Petitioner claims, first, that the council proceedings resulting in the appointment of the respondent were irregular and illegal; second, that because respondent is a member of the school board he is disqualified from holding the office of recorder on the ground that the duties of the two offices are incompatible; and, third, that no vacancy existed in the office of recorder which the council had *221 authority to fill by appointment. The court below denied the petition and dismissed the proceedings, and this appeal was taken.

The record indicates that the attorney general refused to institute these proceedings or consent thereto.
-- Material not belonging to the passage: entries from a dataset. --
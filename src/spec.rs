//! Property Spec Format
//!
//! This module documents the text format read by [`crate::from_str`] and
//! written by [`crate::to_string`].
//!
//! # Overview
//!
//! A property spec is a sequence of `key = value` declarations separated by
//! line feeds. There is no nesting, interpolation, or typed coercion: every
//! value is a string, a list of strings, or a table of strings.
//!
//! # Reserved Characters
//!
//! | Character | Meaning |
//! |-----------|---------|
//! | `=`  | Separates key from value; exactly one per declaration |
//! | `#`  | Starts a comment running to the end of the physical line |
//! | `\`  | At the end of a physical line, continues the declaration on the next one |
//! | `,`  | Separates list elements and table entries |
//! | `:`  | Separates a table entry's sub-key from its sub-value (first `:` only) |
//! | `"`  | Encloses a value whose boundary whitespace must be kept |
//!
//! # Keys
//!
//! Keys are trimmed of surrounding spaces and tabs and may contain inner
//! whitespace. The suffix selects the value kind:
//!
//! | Suffix | Kind | Example |
//! |--------|------|---------|
//! | `[:]` (or `map[]`, see below) | Table | `env[:] = a:1, b:2` |
//! | `[]` | List | `hosts[] = a, b` |
//! | anything else | Scalar | `name = demo` |
//!
//! The table suffix is checked first. It is `[:]` by default; the `map[]`
//! convention is available through
//! [`TableSuffix::Map`](crate::TableSuffix::Map). A parse uses one convention
//! and never switches based on the input.
//!
//! # Values
//!
//! ## Scalars
//!
//! ```text
//! prop one=prop one value          # "prop one" => "prop one value"
//! another property   =  value      # "another property" => "value"
//! log.info.level.id = "INFO "      # quotes keep the trailing space
//! zerovalue =                      # ""
//! ```
//!
//! The value is trimmed, then one enclosing pair of `"` is removed if both the
//! first and last characters are `"`.
//!
//! ## Lists
//!
//! ```text
//! an array [] = 1 , 2 , 3                 # ["1", "2", "3"]
//! another.array[] = "  1" , " 20", 300    # ["  1", " 20", "300"]
//! empty[] =                               # []
//! ```
//!
//! Elements are split on `,`, then trimmed and unquoted one by one. Empty
//! elements and duplicates are kept.
//!
//! ## Tables
//!
//! ```text
//! a map[:] = a:1 , b:2, c : 3 , d:4       # {a:1, b:2, c:3, d:4}
//! zv.entry[:] =  foo:bar, zerovalue:      # {foo:bar, zerovalue:}
//! empty.map[:] =                          # {}
//! ```
//!
//! Entries are split on `,`; each is split on its first `:` and both halves are
//! trimmed and unquoted. Entries without `:` are skipped. A repeated sub-key
//! keeps its last value.
//!
//! # Comments
//!
//! A `#` anywhere starts a comment to the end of its physical line. Because
//! the `#` is reserved, it cannot appear inside a value, quoted or not.
//!
//! # Continuations
//!
//! A `\` followed only by spaces, tabs, or a comment up to the line feed is a
//! continuation marker. It drops itself, the rest of its physical line, and the
//! following line feed. Every character of the next line, including leading
//! whitespace, is appended to the declaration. A `\` with other text after it
//! on the same line is kept as an ordinary character:
//!
//! ```text
//! long one = This sentence ends \
//! in 4 spaces\
//!     .                                   # "This sentence ends in 4 spaces    ."
//!
//! multi-line[] = a, b, c, \
//!                12\
//!  4567  ,\
//!                d, e                     # ["a", "b", "c", "12 4567", "d", "e"]
//!
//! dir = C:\temp                           # "C:\temp"
//! ```
//!
//! List and table elements are trimmed after joining, so indentation on
//! continued lines only survives inside a scalar or inside one element.
//!
//! # Errors
//!
//! A declaration that, after comment removal, has no `=` or more than one `=`
//! fails the whole parse with [`Error::Format`](crate::Error::Format), naming
//! the physical line where the declaration starts. Lines shorter than three
//! characters, blank lines, and comment lines are ignored. An empty input is a
//! valid, empty set of properties.
/// Status file: writes the live run view as JSON whenever it changes.
///
/// Uses atomic write pattern: write to temp file then rename.
use crate::view::RunView;
use crate::worker::Phase;
use chrono::{DateTime, Utc};
use serde::Serialize;
use std::path::{Path, PathBuf};

/// The JSON payload written to the status file.
#[derive(Debug, Clone, Serialize)]
pub struct StatusData {
    pub pid: u32,
    pub phase: Phase,
    #[serde(flatten)]
    pub view: RunView,
    pub last_update: DateTime<Utc>,
}

impl StatusData {
    /// Snapshot the given view for the current process.
    pub fn new(phase: Phase, view: &RunView) -> Self {
        Self {
            pid: std::process::id(),
            phase,
            view: view.clone(),
            last_update: Utc::now(),
        }
    }
}

/// Manages the status file lifecycle.
pub struct StatusFile {
    path: PathBuf,
}

impl StatusFile {
    pub fn new(path: PathBuf) -> Self {
        Self { path }
    }

    /// Atomically write status data to the status file.
    ///
    /// Writes to a temporary file in the same directory, then renames
    /// so readers never see a partial write.
    pub fn write(&self, data: &StatusData) -> Result<(), StatusError> {
        let json =
            serde_json::to_string_pretty(data).map_err(|e| StatusError::Serialize { source: e })?;

        let dir = self.path.parent().unwrap_or(Path::new("."));
        let tmp_path = dir.join(format!(".keepalive.status.tmp.{}", std::process::id()));

        std::fs::write(&tmp_path, json.as_bytes()).map_err(|e| StatusError::Write {
            path: tmp_path.clone(),
            source: e,
        })?;

        std::fs::rename(&tmp_path, &self.path).map_err(|e| StatusError::Rename {
            from: tmp_path,
            to: self.path.clone(),
            source: e,
        })?;

        Ok(())
    }

    /// Write the view, logging instead of failing. The run must not depend on it.
    pub fn update(&self, phase: Phase, view: &RunView) {
        if let Err(e) = self.write(&StatusData::new(phase, view)) {
            tracing::warn!(error = %e, "failed to write status file");
        }
    }

    /// Remove the status file (on clean shutdown).
    pub fn remove(&self) {
        let _ = std::fs::remove_file(&self.path);
    }
}

/// Errors from status file operations.
#[derive(Debug)]
pub enum StatusError {
    Serialize {
        source: serde_json::Error,
    },
    Write {
        path: PathBuf,
        source: std::io::Error,
    },
    Rename {
        from: PathBuf,
        to: PathBuf,
        source: std::io::Error,
    },
}

impl std::fmt::Display for StatusError {
    fn fmt(&self, f: &mut std::fmt::Formatter<'_>) -> std::fmt::Result {
        match self {
            StatusError::Serialize { source } => write!(f, "failed to serialize status: {source}"),
            StatusError::Write { path, source } => {
                write!(
                    f,
                    "failed to write temp status file {}: {source}",
                    path.display()
                )
            }
            StatusError::Rename { from, to, source } => {
                write!(
                    f,
                    "failed to rename {} -> {}: {source}",
                    from.display(),
                    to.display()
                )
            }
        }
    }
}

impl std::error::Error for StatusError {
    fn source(&self) -> Option<&(dyn std::error::Error + 'static)> {
        match self {
            StatusError::Serialize { source } => Some(source),
            StatusError::Write { source, .. } => Some(source),
            StatusError::Rename { source, .. } => Some(source),
        }
    }
}

#[cfg(test)]
mod tests {
    use super::*;
    use crate::worker::{FinishReason, RunConfig, WorkerEvent};
    use tempfile::tempdir;

    fn running_view() -> RunView {
        let mut view = RunView::default();
        view.begin(Path::new("/mnt/archive/keepalive.bin"), RunConfig::new(60, 30));
        view.apply(&WorkerEvent::ProbeSucceeded {
            count: 3,
            at: Utc::now(),
        });
        view
    }

    #[test]
    fn test_status_file_atomic_write() {
        let dir = tempdir().unwrap();
        let path = dir.path().join("keepalive.status");
        let sf = StatusFile::new(path.clone());

        sf.write(&StatusData::new(Phase::Running, &running_view()))
            .unwrap();

        let contents = std::fs::read_to_string(&path).unwrap();
        let parsed: serde_json::Value = serde_json::from_str(&contents).unwrap();
        assert_eq!(parsed["pid"], std::process::id());
        assert_eq!(parsed["phase"], "running");
        assert_eq!(parsed["status"], "running");
        assert_eq!(parsed["probe_count"], 3);
        assert_eq!(parsed["target"], "/mnt/archive/keepalive.bin");
        assert_eq!(parsed["config"]["interval_secs"], 60);
        assert_eq!(parsed["config"]["max_duration_mins"], 30);
        assert!(parsed["last_probe_at"].is_string());
        assert!(parsed["last_update"].is_string());

        let tmp_path = dir
            .path()
            .join(format!(".keepalive.status.tmp.{}", std::process::id()));
        assert!(
            !tmp_path.exists(),
            "temp file should be cleaned up by rename"
        );
    }

    #[test]
    fn test_update_overwrites_previous_state() {
        let dir = tempdir().unwrap();
        let path = dir.path().join("keepalive.status");
        let sf = StatusFile::new(path.clone());

        let mut view = running_view();
        sf.update(Phase::Running, &view);

        view.apply(&WorkerEvent::Finished {
            reason: FinishReason::Stopped,
            probes: 3,
        });
        sf.update(Phase::Finished, &view);

        let contents = std::fs::read_to_string(&path).unwrap();
        let parsed: serde_json::Value = serde_json::from_str(&contents).unwrap();
        assert_eq!(parsed["phase"], "finished");
        assert_eq!(parsed["status"], "stopped");
        assert_eq!(parsed["finish_reason"], "stopped");
        assert!(parsed["seconds_to_next"].is_null());
    }

    #[test]
    fn test_status_file_remove() {
        let dir = tempdir().unwrap();
        let path = dir.path().join("keepalive.status");
        let sf = StatusFile::new(path.clone());

        sf.update(Phase::Idle, &RunView::default());
        assert!(path.exists());

        sf.remove();
        assert!(!path.exists());
    }

    #[test]
    fn test_status_file_write_to_nonexistent_dir_fails() {
        let sf = StatusFile::new(PathBuf::from("/nonexistent/dir/keepalive.status"));
        let result = sf.write(&StatusData::new(Phase::Idle, &RunView::default()));
        assert!(matches!(result, Err(StatusError::Write { .. })));

        // update() only logs
        sf.update(Phase::Idle, &RunView::default());
    }

    #[test]
    fn test_status_error_display() {
        let err = StatusError::Write {
            path: PathBuf::from("/tmp/test"),
            source: std::io::Error::new(std::io::ErrorKind::PermissionDenied, "no perms"),
        };
        let msg = err.to_string();
        assert!(msg.contains("failed to write temp status file"));
        assert!(msg.contains("no perms"));
    }
}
The case would be exceptional and one in which it clearly appears that public interests require it to justify the court in overruling his judgment. State ex rel. Dowdall v. Dahl, 69 Minn. 108,71 N.W. 910. Nothing appears in this case which gives it such an exceptional character as to justify the court in interfering with his judgment. While his decision is not to be taken as determinative, it is not to be lightly overridden. State ex rel. Town of Stuntz v. City of Chisholm, 196 Minn. 285,264 N.W. 798, 266 N.W. 689. In that case we did grant the petitioners leave to file an information after the attorney general had refused to act, but the circumstances were exceptional and presented a situation far different from that now before us.
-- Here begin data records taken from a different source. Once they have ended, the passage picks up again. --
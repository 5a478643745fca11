use crate::worker::RunConfig;
use serde::Deserialize;
use std::path::{Path, PathBuf};

/// Top-level configuration loaded from keepalive.toml.
#[derive(Debug, Deserialize, Default)]
#[serde(default)]
pub struct KeepaliveConfig {
    pub probe: ProbeConfig,
    pub status: StatusConfig,
    pub serve: ServeConfig,
}

#[derive(Debug, Deserialize)]
#[serde(default)]
pub struct ProbeConfig {
    /// File to read from. Usually given on the command line instead.
    pub target: Option<PathBuf>,
    pub interval_secs: u64,
    /// 0 means run until stopped.
    pub max_duration_mins: u64,
}

#[derive(Debug, Deserialize, Default)]
#[serde(default)]
pub struct StatusConfig {
    pub file: Option<PathBuf>,
}

#[derive(Debug, Deserialize)]
#[serde(default)]
pub struct ServeConfig {
    pub bind: String,
    pub port: u16,
}

impl Default for ProbeConfig {
    fn default() -> Self {
        Self {
            target: None,
            interval_secs: 60,
            max_duration_mins: 0,
        }
    }
}

impl Default for ServeConfig {
    fn default() -> Self {
        Self {
            bind: "127.0.0.1".to_string(),
            port: 8421,
        }
    }
}

impl KeepaliveConfig {
    /// Load config from `path`. A missing file yields the defaults.
    pub fn load(path: &Path) -> Result<Self, ConfigError> {
        let contents = match std::fs::read_to_string(path) {
            Ok(contents) => contents,
            Err(e) if e.kind() == std::io::ErrorKind::NotFound => {
                tracing::debug!(path = %path.display(), "no config file, using defaults");
                return Ok(Self::default());
            }
            Err(e) => {
                return Err(ConfigError::Read {
                    path: path.to_path_buf(),
                    source: e,
                })
            }
        };

        toml::from_str(&contents).map_err(|e| ConfigError::Parse {
            path: path.to_path_buf(),
            source: e,
        })
    }

    /// Timing parameters for the worker.
    pub fn run_config(&self) -> RunConfig {
        RunConfig::new(self.probe.interval_secs, self.probe.max_duration_mins)
    }
}

/// Errors from loading the config file.
#[derive(Debug)]
pub enum ConfigError {
    Read {
        path: PathBuf,
        source: std::io::Error,
    },
    Parse {
        path: PathBuf,
        source: toml::de::Error,
    },
}

impl std::fmt::Display for ConfigError {
    fn fmt(&self, f: &mut std::fmt::Formatter<'_>) -> std::fmt::Result {
        match self {
            ConfigError::Read { path, source } => {
                write!(f, "failed to read config {}: {source}", path.display())
            }
            ConfigError::Parse { path, source } => {
                write!(f, "failed to parse config {}: {source}", path.display())
            }
        }
    }
}

impl std::error::Error for ConfigError {
    fn source(&self) -> Option<&(dyn std::error::Error + 'static)> {
        match self {
            ConfigError::Read { source, .. } => Some(source),
            ConfigError::Parse { source, .. } => Some(source),
        }
    }
}

#[cfg(test)]
mod tests {
    use super::*;
    use tempfile::tempdir;

    #[test]
    fn test_defaults_match_original_tool() {
        let config = KeepaliveConfig::default();
        assert_eq!(config.probe.interval_secs, 60);
        assert_eq!(config.probe.max_duration_mins, 0);
        assert!(config.probe.target.is_none());
        assert!(config.status.file.is_none());
        assert_eq!(config.serve.bind, "127.0.0.1");
        assert_eq!(config.serve.port, 8421);
    }

    #[test]
    fn test_missing_file_yields_defaults() {
        let dir = tempdir().unwrap();
        let config = KeepaliveConfig::load(&dir.path().join("keepalive.toml")).unwrap();
        assert_eq!(config.run_config(), RunConfig::new(60, 0));
    }

    #[test]
    fn test_partial_file_keeps_other_defaults() {
        let dir = tempdir().unwrap();
        let path = dir.path().join("keepalive.toml");
        std::fs::write(
            &path,
            "[probe]\ntarget = \"/mnt/backup/.keepalive\"\ninterval_secs = 30\n",
        )
        .unwrap();

        let config = KeepaliveConfig::load(&path).unwrap();
        assert_eq!(
            config.probe.target,
            Some(PathBuf::from("/mnt/backup/.keepalive"))
        );
        assert_eq!(config.run_config(), RunConfig::new(30, 0));
        assert_eq!(config.serve.port, 8421);
    }

    #[test]
    fn test_full_file() {
        let dir = tempdir().unwrap();
        let path = dir.path().join("keepalive.toml");
        std::fs::write(
            &path,
            r#"
[probe]
interval_secs = 120
max_duration_mins = 90

[status]
file = "/run/keepalive.status"

[serve]
bind = "0.0.0.0"
port = 9000
"#,
        )
        .unwrap();

        let config = KeepaliveConfig::load(&path).unwrap();
        assert_eq!(config.run_config(), RunConfig::new(120, 90));
        assert_eq!(
            config.status.file,
            Some(PathBuf::from("/run/keepalive.status"))
        );
        assert_eq!(config.serve.bind, "0.0.0.0");
        assert_eq!(config.serve.port, 9000);
    }

    #[test]
    fn test_negative_duration_is_parse_error() {
        let dir = tempdir().unwrap();
        let path = dir.path().join("keepalive.toml");
        std::fs::write(&path, "[probe]\nmax_duration_mins = -5\n").unwrap();

        let err = KeepaliveConfig::load(&path).unwrap_err();
        assert!(matches!(err, ConfigError::Parse { .. }));
        assert!(err.to_string().contains("failed to parse config"));
    }

    #[test]
    fn test_malformed_file_is_parse_error() {
        let dir = tempdir().unwrap();
        let path = dir.path().join("keepalive.toml");
        std::fs::write(&path, "[probe\ninterval_secs = ").unwrap();

        assert!(matches!(
            KeepaliveConfig::load(&path),
            Err(ConfigError::Parse { .. })
        ));
    }
}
The granting or refusing of a petition of this nature rests in the sound discretion of the court. State ex rel. Dowdall v. Dahl, 69 Minn. 108, 71 N.W. 910; State ex rel. Young v. Village of Kent, 96 Minn. 255, 104 N.W. 948,1 L.R.A.(N.S.) 826, 6 Ann. Cas. 905; State ex rel. Town of Stuntz v. City of Chisholm, 196 Minn. 285, 264 N.W. 798, 266 N.W. 689. In exercising its discretion, the court may consider all the circumstances of the case, including the position and motives of the petitioner and the necessity and policy of granting the petition. State ex rel. Douglas v. School Dist. No. 108,85 Minn. 230, 88 N.W. 751. In the instant case the court found that there was no irregularity in the council meeting resulting in respondent's appointment. It also found that petitioner has no interest in these proceedings different from that of the general public, that public affairs would be disrupted if the petition were to be granted and these proceedings carried on for some length of time, and that therefore it would not be in the interest of the public to grant the writ. Without going into detail, it is sufficient to say that the record sustains these conclusions. Considering all these circumstances, coupled with the fact that there is an absence of consent of the attorney general to the proceedings, and the additional fact that the record indicates that petitioner is actuated by *222 personal motives rather than a desire to serve the interests of the public, we cannot escape the conclusion that there was no abuse of discretion in refusing the petition.

The court also found that there is no incompatibility between respondent's position on the school board and the office of recorder. If such incompatibility exists the record fails to reveal it. On the contrary, it tends to substantiate the court's conclusion.

In the election contest proceedings the court found that a vacancy existed and ordered the council to fill it by appointment. No appeal was taken in that action. Petitioner will not be permitted in these proceedings collaterally to attack that finding and order, and we will not consider his claim herein that no vacancy existed which the council had authority to fill by appointment.

This disposes of the matters involved in this appeal.

Affirmed.






Concurrence Opinion

I concur in the result only upon the ground that respondent's appointment is found to be valid upon the merits, for the reasons stated in the last paragraph of the opinion. Other matters discussed in the opinion are not pertinent. I do not give my assent to them.